Tips for Achieving Organic PR Success: Contacting Reporters through Other Channels
If you’re not using social media to communicate, what are you using it for? As the web becomes more interactive, businesses are finding the value in leveraging social media to accomplish their goals. Because public relations is all about communication (and because every journalist and his/her mother is on Twitter), don’t be afraid to think outside of the box when you reach out for PR.
There is a wealth of opportunities out there to establish a relationship with a reporter, regardless of whether or not you’re ready with a story pitch. Like all good business transactions, starting a conversation is the first step in the business relationship.

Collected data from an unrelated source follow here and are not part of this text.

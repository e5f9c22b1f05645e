//! This build script copies the `memory.x` file from the crate root into a directory where
//! the linker can always find it at build time, and records the build time so the firmware
//! clock has a starting point.

use std::{env, fs::File, io::Write, path::PathBuf};

fn main() {
    // Put memory layout in the output directory and ensure it's on the linker search path.
    let out = &PathBuf::from(env::var_os("OUT_DIR").unwrap());
    File::create(out.join("memory.x"))
        .unwrap()
        .write_all(include_bytes!("memory.x"))
        .unwrap();
    println!("cargo:rustc-link-search={}", out.display());

    // Create rs file with the current UTC time
    File::create(out.join("utc.rs"))
        .unwrap()
        .write_fmt(format_args!(
            "const UTC_EPOCH: i64 = {:?};",
            chrono::Utc::now().timestamp()
        ))
        .unwrap();

    println!("cargo:rerun-if-changed=memory.x");
    println!("cargo:rerun-if-changed=build.rs");
}
//! Compile-time configuration.
//!
//! Layout, colours and user preferences live here so they can be tuned in one place.

use embedded_graphics::pixelcolor::Rgb565;

// Screen

/// PineTime LCD width in pixels.
pub const LCD_W: u16 = 240;
/// PineTime LCD height in pixels.
pub const LCD_H: u16 = 240;

// Layout
//
// Offsets are relative to the window centre, so the face keeps its proportions on
// any square screen.

/// Ring thickness and base inset unit for the arcs.
pub const INSET: u32 = 5;

/// Inset of the battery ring from the window bounds.
pub const BATTERY_INSET: u32 = INSET;

/// Inset of the Bluetooth ring from the window bounds.
pub const BLUETOOTH_INSET: u32 = 3 * INSET;

/// Radius of the filled face circle.
pub const FACE_RADIUS: u32 = 75;

/// Vertical offset of the horizontal marker line below the centre.
pub const MARKER_Y: i32 = 11;
/// Horizontal marker line extent, left of the centre.
pub const MARKER_LEFT: i32 = 56;
/// Horizontal marker line extent, right of the centre.
pub const MARKER_RIGHT: i32 = 58;
/// Lower end of the vertical divider, below the centre.
pub const DIVIDER_BOTTOM: i32 = 38;

/// Top of the time label band, relative to the centre.
pub const TIME_LABEL_Y: i32 = -36;
/// Height of the time label band.
pub const TIME_LABEL_H: u32 = 50;

// Colours

/// Window background.
pub const BACKGROUND_COLOR: Rgb565 = Rgb565::new(31, 63, 31);
/// Face circle, "Picton blue" (#55AAFF).
pub const FACE_COLOR: Rgb565 = Rgb565::new(10, 42, 31);
/// Marker lines.
pub const MARKER_COLOR: Rgb565 = Rgb565::new(31, 63, 31);
/// Battery ring, "chrome yellow" (#FFAA00).
pub const BATTERY_COLOR: Rgb565 = Rgb565::new(31, 42, 0);
/// Bluetooth ring, "blue moon" (#0055FF).
pub const BLUETOOTH_COLOR: Rgb565 = Rgb565::new(0, 21, 31);
/// Time text, "Oxford blue" (#000055).
pub const TIME_COLOR: Rgb565 = Rgb565::new(0, 0, 10);

// Preferences

/// Show the time in 24-hour format unless the user switches it at runtime.
pub const CLOCK_24H: bool = true;

/// Offset of local time from UTC in seconds.
pub const UTC_OFFSET_SECS: i32 = 3_600;

/// Backlight level used after boot (0 = off, 7 = brightest).
pub const BACKLIGHT_LEVEL: u8 = 2;

// Timing

/// Interval between battery samples (seconds).
pub const BATTERY_POLL_SECS: u64 = 10;

/// Length of one haptic pulse and of the gap between pulses (milliseconds).
pub const HAPTIC_PULSE_MS: u64 = 100;

/// Name used in BLE advertisements.
pub const DEVICE_NAME: &str = "PineTime";
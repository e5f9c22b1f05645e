//! UI definitions module
//! Based on: https://github.com/lupyuen/pinetime-watchface/blob/master/src/lib.rs

use embedded_graphics::{pixelcolor::Rgb565, prelude::DrawTarget, primitives::Rectangle};

use crate::host::Host;

pub mod angle;
pub mod clock;
pub mod layer;
pub mod paint;
pub mod text;
pub mod watchface;

/// Window lifecycle and refresh pass of a watchface.
pub trait WatchFace {
    /// Create the layers for a window with the given bounds and show the current state.
    fn load<H: Host>(&mut self, bounds: Rectangle, host: &mut H);

    /// Destroy the layers.
    fn unload(&mut self);

    /// Whether the window is loaded.
    fn is_loaded(&self) -> bool;

    /// Repaint if any layer is dirty. Returns whether anything was drawn.
    fn render<D>(&mut self, target: &mut D) -> Result<bool, D::Error>
    where
        D: DrawTarget<Color = Rgb565>;
}
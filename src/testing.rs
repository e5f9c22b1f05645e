//! Test helpers

use embedded_graphics::{
    pixelcolor::Rgb565,
    prelude::{Dimensions, DrawTarget, OriginDimensions, Point, Size},
    Pixel,
};

/// In-memory display. Pixels never drawn stay `None`.
#[derive(Debug, Clone, PartialEq, Eq)]
pub struct Framebuffer {
    size: Size,
    pixels: Vec<Option<Rgb565>>,
}

impl Framebuffer {
    pub fn new(width: u32, height: u32) -> Self {
        Self {
            size: Size::new(width, height),
            pixels: vec![None; (width * height) as usize],
        }
    }

    pub fn pixel(&self, x: i32, y: i32) -> Option<Rgb565> {
        let point = Point::new(x, y);
        if !self.bounding_box().contains(point) {
            return None;
        }
        self.pixels[(y as u32 * self.size.width + x as u32) as usize]
    }

    /// Number of pixels with `color`.
    pub fn count(&self, color: Rgb565) -> usize {
        self.pixels.iter().filter(|p| **p == Some(color)).count()
    }

    /// Coordinates of every pixel with `color`.
    pub fn points(&self, color: Rgb565) -> Vec<Point> {
        self.pixels
            .iter()
            .enumerate()
            .filter(|(_, p)| **p == Some(color))
            .map(|(i, _)| {
                let i = i as u32;
                Point::new((i % self.size.width) as i32, (i / self.size.width) as i32)
            })
            .collect()
    }
}

impl OriginDimensions for Framebuffer {
    fn size(&self) -> Size {
        self.size
    }
}

impl DrawTarget for Framebuffer {
    type Color = Rgb565;
    type Error = core::convert::Infallible;

    fn draw_iter<I>(&mut self, pixels: I) -> Result<(), Self::Error>
    where
        I: IntoIterator<Item = Pixel<Self::Color>>,
    {
        let bounds = self.bounding_box();
        for Pixel(point, color) in pixels {
            if bounds.contains(point) {
                let index = (point.y as u32 * self.size.width + point.x as u32) as usize;
                self.pixels[index] = Some(color);
            }
        }
        Ok(())
    }
}
//! Control the vibration motor
//!
//! Motor wiring from https://wiki.pine64.org/wiki/PineTime.

use embassy_nrf::{gpio::Output, peripherals::P0_16};
use embassy_time::{Duration, Timer};

use pinetime_watchface::config;

/// Haptic patterns the host can request
#[derive(Clone, Copy, Debug, PartialEq, Eq, defmt::Format)]
pub enum Pattern {
    /// Two short pulses, played on disconnect
    DoublePulse,
}

impl Pattern {
    /// Number of pulses
    fn pulses(self) -> u8 {
        match self {
            Pattern::DoublePulse => 2,
        }
    }
}

pub struct Vibrator {
    /// Motor enable pin, active low
    enable: Output<'static, P0_16>,
}

impl Vibrator {
    /// The pin must start high (motor off).
    pub fn init(enable: Output<'static, P0_16>) -> Self {
        Self { enable }
    }

    /// Play a haptic pattern. Pulses and gaps are equally long.
    pub async fn play(&mut self, pattern: Pattern) {
        defmt::debug!("Vibrating: {}", pattern);
        let length = Duration::from_millis(config::HAPTIC_PULSE_MS);

        for i in 0..pattern.pulses() {
            if i > 0 {
                Timer::after(length).await;
            }
            self.enable.set_low();
            Timer::after(length).await;
            self.enable.set_high();
        }
    }
}
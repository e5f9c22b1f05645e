//! Host interface
//!
//! The watchface does not own the event loop. A host (the PineTime firmware, or a test)
//! delivers [`WatchEvent`]s one at a time and answers the synchronous queries in [`Host`].

use chrono::NaiveDateTime;

/// Battery state as reported by the host.
#[derive(Debug, Clone, Copy, PartialEq, Eq, Default)]
#[cfg_attr(feature = "defmt", derive(defmt::Format))]
pub struct BatteryChargeState {
    /// Charge in percent (0–100)
    pub charge_percent: u8,
    /// Battery is being charged
    pub is_charging: bool,
    /// Charger is connected
    pub is_plugged: bool,
}

impl BatteryChargeState {
    /// Create a battery state, clamping the charge to 100 %.
    pub fn new(charge_percent: u8, is_charging: bool, is_plugged: bool) -> Self {
        if charge_percent > 100 {
            warn!("Battery charge {} out of range, clamping", charge_percent);
        }
        Self {
            charge_percent: charge_percent.min(100),
            is_charging,
            is_plugged,
        }
    }
}

/// Event delivered by the host
#[derive(Debug, Clone, Copy, PartialEq, Eq)]
pub enum WatchEvent {
    /// A minute boundary passed; carries the local wall-clock time.
    MinuteTick(NaiveDateTime),
    /// The battery state changed.
    BatteryChanged(BatteryChargeState),
    /// The phone connection came up (`true`) or went away (`false`).
    ConnectionChanged(bool),
}

/// Services the host provides to the watchface.
pub trait Host {
    /// Current local wall-clock time.
    fn now(&self) -> NaiveDateTime;

    /// Whether the user prefers 24-hour time. Read on every tick, never cached.
    fn clock_is_24h_style(&self) -> bool;

    /// Current battery state, without waiting for the next change event.
    fn battery_peek(&self) -> BatteryChargeState;

    /// Current connection state, without waiting for the next change event.
    fn connection_peek(&self) -> bool;

    /// Vibrate twice.
    fn vibes_double_pulse(&mut self);
}

/// Listener for host events.
///
/// Each callback runs to completion before the host delivers the next event.
pub trait EventHandler<H: Host> {
    fn on_minute_tick(&mut self, time: NaiveDateTime, host: &mut H);

    fn on_battery_change(&mut self, state: BatteryChargeState, host: &mut H);

    fn on_connectivity_change(&mut self, connected: bool, host: &mut H);

    /// Route an event to its callback.
    fn handle(&mut self, event: WatchEvent, host: &mut H) {
        match event {
            WatchEvent::MinuteTick(time) => self.on_minute_tick(time, host),
            WatchEvent::BatteryChanged(state) => self.on_battery_change(state, host),
            WatchEvent::ConnectionChanged(connected) => {
                self.on_connectivity_change(connected, host)
            }
        }
    }
}
//! PineTime implementation of the watchface host

use chrono::NaiveDateTime;

use pinetime_watchface::{config, BatteryChargeState, Host, WatchEvent};

use super::time::TimeManager;
use crate::{peripherals::vibrator::Pattern, HAPTICS};

/// Host services backed by the firmware tasks.
///
/// Peek values are the last states delivered through the event channel.
pub struct PineTimeHost {
    clock: TimeManager,
    battery: BatteryChargeState,
    connected: bool,
    clock_24h: bool,
}

impl PineTimeHost {
    pub fn new(clock: TimeManager, battery: BatteryChargeState) -> Self {
        Self {
            clock,
            battery,
            connected: false,
            clock_24h: config::CLOCK_24H,
        }
    }

    /// Track an event before it is handed to the watchface.
    pub fn observe(&mut self, event: &WatchEvent) {
        match *event {
            WatchEvent::MinuteTick(_) => {}
            WatchEvent::BatteryChanged(state) => self.battery = state,
            WatchEvent::ConnectionChanged(connected) => self.connected = connected,
        }
    }
}

impl Host for PineTimeHost {
    fn now(&self) -> NaiveDateTime {
        self.clock.get_time()
    }

    fn clock_is_24h_style(&self) -> bool {
        self.clock_24h
    }

    fn battery_peek(&self) -> BatteryChargeState {
        self.battery
    }

    fn connection_peek(&self) -> bool {
        self.connected
    }

    fn vibes_double_pulse(&mut self) {
        HAPTICS.signal(Pattern::DoublePulse);
    }
}
//! Backlight
//!
//! Pin layout from https://wiki.pine64.org/wiki/PineTime.

use embassy_nrf::{
    gpio::{Output, Pin},
    peripherals::{P0_14, P0_22, P0_23},
};

/// Brightest level. Level 0 switches the backlight off.
pub const MAX_LEVEL: u8 = 7;

/// Three active-low FET switches (2.2 kΩ, 100 Ω, 30 Ω), one bit of the level each.
pub struct Backlight {
    pins: (
        Output<'static, P0_14>,
        Output<'static, P0_22>,
        Output<'static, P0_23>,
    ),
    level: u8,
}

impl Backlight {
    pub fn init(
        low: Output<'static, P0_14>,
        mid: Output<'static, P0_22>,
        high: Output<'static, P0_23>,
        level: u8,
    ) -> Result<Self, Error> {
        let mut backlight = Self {
            pins: (low, mid, high),
            level: 0,
        };
        backlight.set_level(level)?;
        Ok(backlight)
    }

    pub fn set_level(&mut self, level: u8) -> Result<(), Error> {
        if level > MAX_LEVEL {
            return Err(Error::OutOfBounds(level));
        }

        drive(&mut self.pins.0, level & 0b001 != 0);
        drive(&mut self.pins.1, level & 0b010 != 0);
        drive(&mut self.pins.2, level & 0b100 != 0);
        self.level = level;

        defmt::debug!("Backlight level {}", level);
        Ok(())
    }

    pub fn level(&self) -> u8 {
        self.level
    }
}

fn drive<T: Pin>(pin: &mut Output<'static, T>, on: bool) {
    if on {
        pin.set_low()
    } else {
        pin.set_high()
    }
}

#[derive(Debug, defmt::Format)]
pub enum Error {
    /// Requested level above [`MAX_LEVEL`].
    OutOfBounds(u8),
}
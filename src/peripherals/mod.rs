pub(crate) mod backlight;
pub(crate) mod battery;
pub(crate) mod display;
pub(crate) mod vibrator;
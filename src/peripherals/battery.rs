//! Battery status check
//!
//! Implementation based upon https://github.com/dbrgn/pinetime-rtic/blob/master/pinetime-rtic/src/battery.rs
//! and https://wiki.pine64.org/wiki/PineTime.

use embassy_nrf::{
    gpio::Input,
    peripherals::{P0_12, P0_19},
    saadc::Saadc,
};

use pinetime_watchface::BatteryChargeState;

/// Battery configuration
struct BatteryConfig<'a> {
    /// ADC instance for battery voltage measurement
    adc: Saadc<'a, 1>,
    /// Charge indication pin:
    /// high = battery, low = charging
    pin_charge_indication: Input<'a, P0_12>,
    /// Power presence pin:
    /// high = no charger, low = charger connected
    pin_power_presence: Input<'a, P0_19>,
}

/// Battery API
pub struct Battery {
    /// Battery configuration
    config: BatteryConfig<'static>,
    /// Last reported state
    state: BatteryChargeState,
}

impl Battery {
    /// Configure battery settings on boot and take a first sample
    pub async fn init(
        adc: Saadc<'static, 1>,
        charge_pin: Input<'static, P0_12>,
        power_pin: Input<'static, P0_19>,
    ) -> Result<Self, Error> {
        let mut battery = Self {
            config: BatteryConfig {
                adc,
                pin_charge_indication: charge_pin,
                pin_power_presence: power_pin,
            },
            state: BatteryChargeState::default(),
        };
        battery.state = battery.sample().await?;
        Ok(battery)
    }

    /// Last sampled state
    pub fn state(&self) -> BatteryChargeState {
        self.state
    }

    /// Sample the hardware. Returns the new state if it differs from the last one.
    pub async fn update(&mut self) -> Result<Option<BatteryChargeState>, Error> {
        let state = self.sample().await?;
        if state == self.state {
            return Ok(None);
        }
        self.state = state;
        Ok(Some(state))
    }

    async fn sample(&mut self) -> Result<BatteryChargeState, Error> {
        let voltage = self.get_voltage().await?;
        Ok(BatteryChargeState::new(
            percent_from_voltage(voltage),
            self.config.pin_charge_indication.is_low(),
            self.config.pin_power_presence.is_low(),
        ))
    }

    /// Battery voltage in millivolts
    async fn get_voltage(&mut self) -> Result<u16, Error> {
        let mut buf = [0; 1];
        self.config.adc.sample(&mut buf).await;
        match buf[0] {
            // For detailed explanation of formula check https://wiki.pine64.org/wiki/PineTime
            // Use u32 during calculation to prevent overflow
            raw @ 0..=4095 => Ok((raw as u32 * 2000 / 1241) as u16),
            _ => Err(Error::InvalidMeasurement),
        }
    }
}

/// Estimate capacity from voltage with fixed data points and linear interpolation in between.
fn percent_from_voltage(millivolts: u16) -> u8 {
    (match millivolts {
        0..=3449 => 0,
        3450..=3699 => (millivolts - 3450) / 5,
        3700..=4199 => 50 + (millivolts - 3700) / 10,
        _ => 100,
    }) as u8
}

#[derive(Debug, defmt::Format)]
pub enum Error {
    InvalidMeasurement,
}
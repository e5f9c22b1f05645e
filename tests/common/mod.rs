//! Shared fakes for the integration tests.

use chrono::{NaiveDate, NaiveDateTime};
use embedded_graphics::{
    pixelcolor::Rgb565,
    prelude::{Dimensions, DrawTarget, OriginDimensions, Size},
    Pixel,
};
use pinetime_watchface::{BatteryChargeState, Host};

/// Host with canned peeks that counts haptic requests.
pub struct FakeHost {
    pub now: NaiveDateTime,
    pub is_24h: bool,
    pub battery: BatteryChargeState,
    pub connected: bool,
    pub pulses: usize,
}

impl FakeHost {
    pub fn at(y: i32, m: u32, d: u32, h: u32, min: u32) -> Self {
        Self {
            now: NaiveDate::from_ymd_opt(y, m, d)
                .unwrap()
                .and_hms_opt(h, min, 0)
                .unwrap(),
            is_24h: true,
            battery: BatteryChargeState::default(),
            connected: false,
            pulses: 0,
        }
    }
}

impl Host for FakeHost {
    fn now(&self) -> NaiveDateTime {
        self.now
    }

    fn clock_is_24h_style(&self) -> bool {
        self.is_24h
    }

    fn battery_peek(&self) -> BatteryChargeState {
        self.battery
    }

    fn connection_peek(&self) -> bool {
        self.connected
    }

    fn vibes_double_pulse(&mut self) {
        self.pulses += 1;
    }
}

/// Display that counts pixels per colour of the last frame.
pub struct Screen {
    size: Size,
    pixels: Vec<Rgb565>,
    pub frames: usize,
}

impl Screen {
    pub fn new(width: u32, height: u32) -> Self {
        Self {
            size: Size::new(width, height),
            pixels: vec![Rgb565::new(0, 0, 0); (width * height) as usize],
            frames: 0,
        }
    }

    pub fn count(&self, color: Rgb565) -> usize {
        self.pixels.iter().filter(|p| **p == color).count()
    }
}

impl OriginDimensions for Screen {
    fn size(&self) -> Size {
        self.size
    }
}

impl DrawTarget for Screen {
    type Color = Rgb565;
    type Error = core::convert::Infallible;

    fn draw_iter<I>(&mut self, pixels: I) -> Result<(), Self::Error>
    where
        I: IntoIterator<Item = Pixel<Self::Color>>,
    {
        let bounds = self.bounding_box();
        for Pixel(point, color) in pixels {
            if bounds.contains(point) {
                let index = (point.y as u32 * self.size.width + point.x as u32) as usize;
                self.pixels[index] = color;
            }
        }
        Ok(())
    }

    fn clear(&mut self, color: Self::Color) -> Result<(), Self::Error> {
        self.frames += 1;
        self.pixels.fill(color);
        Ok(())
    }
}
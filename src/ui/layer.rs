//! Drawable regions of the face

use embedded_graphics::{
    geometry::{Point, Size},
    mono_font::MonoFont,
    pixelcolor::Rgb565,
    primitives::Rectangle,
    text::Alignment,
};

use super::{clock::TIME_PLACEHOLDER, text::Label};
use crate::{config, Error};

/// Which paint routine a layer uses.
#[derive(Debug, Clone, Copy, PartialEq, Eq)]
#[cfg_attr(feature = "defmt", derive(defmt::Format))]
pub enum LayerKind {
    /// Face circle and marker lines
    Canvas,
    /// Battery arc
    Battery,
    /// Bluetooth arc
    Bluetooth,
    /// Time text
    TimeLabel,
}

/// Rectangular region with its own paint routine.
#[derive(Debug, Clone, PartialEq, Eq)]
pub struct Layer {
    kind: LayerKind,
    bounds: Rectangle,
    hidden: bool,
    dirty: bool,
}

impl Layer {
    /// New layers start visible and dirty so the first refresh paints them.
    pub fn new(kind: LayerKind, bounds: Rectangle) -> Self {
        Self {
            kind,
            bounds,
            hidden: false,
            dirty: true,
        }
    }

    pub fn kind(&self) -> LayerKind {
        self.kind
    }

    pub fn bounds(&self) -> Rectangle {
        self.bounds
    }

    pub fn is_hidden(&self) -> bool {
        self.hidden
    }

    /// Show or hide the layer. Changing visibility marks it dirty.
    pub fn set_hidden(&mut self, hidden: bool) {
        if self.hidden != hidden {
            self.hidden = hidden;
            self.dirty = true;
        }
    }

    /// Request a repaint on the next refresh pass.
    pub fn mark_dirty(&mut self) {
        self.dirty = true;
    }

    pub fn is_dirty(&self) -> bool {
        self.dirty
    }

    pub(crate) fn clear_dirty(&mut self) {
        self.dirty = false;
    }
}

/// Layer showing a line of text.
#[derive(Clone)]
pub struct TextLayer<const N: usize> {
    layer: Layer,
    text: Label<N>,
    font: &'static MonoFont<'static>,
    text_color: Rgb565,
    background_color: Option<Rgb565>,
    alignment: Alignment,
}

impl<const N: usize> TextLayer<N> {
    /// Empty, left aligned, black text on a clear background.
    pub fn new(kind: LayerKind, bounds: Rectangle, font: &'static MonoFont<'static>) -> Self {
        Self {
            layer: Layer::new(kind, bounds),
            text: Label::new(),
            font,
            text_color: Rgb565::new(0, 0, 0),
            background_color: None,
            alignment: Alignment::Left,
        }
    }

    pub fn layer(&self) -> &Layer {
        &self.layer
    }

    pub fn layer_mut(&mut self) -> &mut Layer {
        &mut self.layer
    }

    pub fn text(&self) -> &str {
        self.text.as_str()
    }

    /// Replace the text, marking the layer dirty when it changes.
    pub fn set_text(&mut self, text: &str) -> Result<(), Error> {
        if self.text.as_str() != text {
            self.text.set_str(text)?;
            self.layer.mark_dirty();
        }
        Ok(())
    }

    pub fn font(&self) -> &'static MonoFont<'static> {
        self.font
    }

    pub fn text_color(&self) -> Rgb565 {
        self.text_color
    }

    pub fn set_text_color(&mut self, color: Rgb565) {
        self.text_color = color;
        self.layer.mark_dirty();
    }

    /// `None` means transparent.
    pub fn background_color(&self) -> Option<Rgb565> {
        self.background_color
    }

    pub fn set_background_color(&mut self, color: Option<Rgb565>) {
        self.background_color = color;
        self.layer.mark_dirty();
    }

    pub fn alignment(&self) -> Alignment {
        self.alignment
    }

    pub fn set_alignment(&mut self, alignment: Alignment) {
        self.alignment = alignment;
        self.layer.mark_dirty();
    }
}

impl<const N: usize> core::fmt::Debug for TextLayer<N> {
    fn fmt(&self, f: &mut core::fmt::Formatter<'_>) -> core::fmt::Result {
        f.debug_struct("TextLayer")
            .field("layer", &self.layer)
            .field("text", &self.text)
            .field("text_color", &self.text_color)
            .field("background_color", &self.background_color)
            .field("alignment", &self.alignment)
            .finish_non_exhaustive()
    }
}

/// Time label buffer size
pub const TIME_TEXT_LEN: usize = super::clock::TIME_BUF_LEN;

/// The four layers of a loaded window.
///
/// Fields are declared top layer first so dropping destroys them in reverse paint order.
#[derive(Debug, Clone)]
pub struct Layers {
    time: TextLayer<TIME_TEXT_LEN>,
    bluetooth: Layer,
    battery: Layer,
    canvas: Layer,
}

impl Layers {
    /// Lay out the face inside the window `root` bounds.
    pub fn create(root: Rectangle) -> Self {
        let band = Rectangle::new(
            Point::new(
                root.top_left.x,
                root.center().y + config::TIME_LABEL_Y,
            ),
            Size::new(root.size.width, config::TIME_LABEL_H),
        );

        let mut time = TextLayer::new(LayerKind::TimeLabel, band, &profont::PROFONT_24_POINT);
        time.set_background_color(None);
        time.set_text_color(config::TIME_COLOR);
        time.set_alignment(Alignment::Center);
        time.text = TIME_PLACEHOLDER;

        Self {
            time,
            bluetooth: Layer::new(LayerKind::Bluetooth, root),
            battery: Layer::new(LayerKind::Battery, root),
            canvas: Layer::new(LayerKind::Canvas, root),
        }
    }

    pub fn canvas(&self) -> &Layer {
        &self.canvas
    }

    pub fn battery(&self) -> &Layer {
        &self.battery
    }

    pub fn battery_mut(&mut self) -> &mut Layer {
        &mut self.battery
    }

    pub fn bluetooth(&self) -> &Layer {
        &self.bluetooth
    }

    pub fn bluetooth_mut(&mut self) -> &mut Layer {
        &mut self.bluetooth
    }

    pub fn time(&self) -> &TextLayer<TIME_TEXT_LEN> {
        &self.time
    }

    pub fn time_mut(&mut self) -> &mut TextLayer<TIME_TEXT_LEN> {
        &mut self.time
    }

    /// Layers in paint order, bottom first.
    pub fn iter(&self) -> impl Iterator<Item = &Layer> {
        [&self.canvas, &self.battery, &self.bluetooth, self.time.layer()].into_iter()
    }

    pub fn any_dirty(&self) -> bool {
        self.iter().any(Layer::is_dirty)
    }

    pub(crate) fn clear_dirty(&mut self) {
        self.canvas.clear_dirty();
        self.battery.clear_dirty();
        self.bluetooth.clear_dirty();
        self.time.layer_mut().clear_dirty();
    }
}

Below you’ll find five ways to catch a writer’s attention outside of traditional PR media.
Still not sure about Twitter? Reconsider your stance. Today’s most active journalists live on Twitter. It’s one of the most effective places to promote their stories—and story promotion is intrinsically linked to the livelihood of both the reporter and the publication.
Twitter also gives you an easy way to start a conversation with someone you’ve never met. Simply tag the writer in your tweet and write a thoughtful response to a tweet or story. They’re automatically notified and if they’re intrigued enough by your input, they may respond.
While LinkedIn is used for professional purposes, a lot of users are wary of starting relationships where they expect to be sold something. However, LinkedIn’s “groups” feature puts you in an open forum where you can build credibility in the eyes of a reporter (and the community) before you approach him or her to start a conversation.
Print journalism is almost dead. Long live the era of reader feedback.
The "comments" section of an article is a great place to take part in the conversation started by the article itself. Journalists are much more likely to read a conversation going on within the context of their work—and you have a golden opportunity to build a report with that journalist and with the community reading that journalist’s work.
Through Facebook, Twitter and your website, take an opportunity to post links to articles from reporters whose attention you’re trying to get. Today’s ability to collect analytics on where your traffic is coming from will expose your brand to the writer or blogger—and they may appreciate the exposure enough to open a dialogue with you.
05: Corporate Blogging.
Find a writer's comments particularly incendiary, agreeable or incomplete? Without insulting or brownnosing the writer, respond to the article with a blog post of your own. Remember: starting an intelligent debate is very different than throwing down the gauntlet.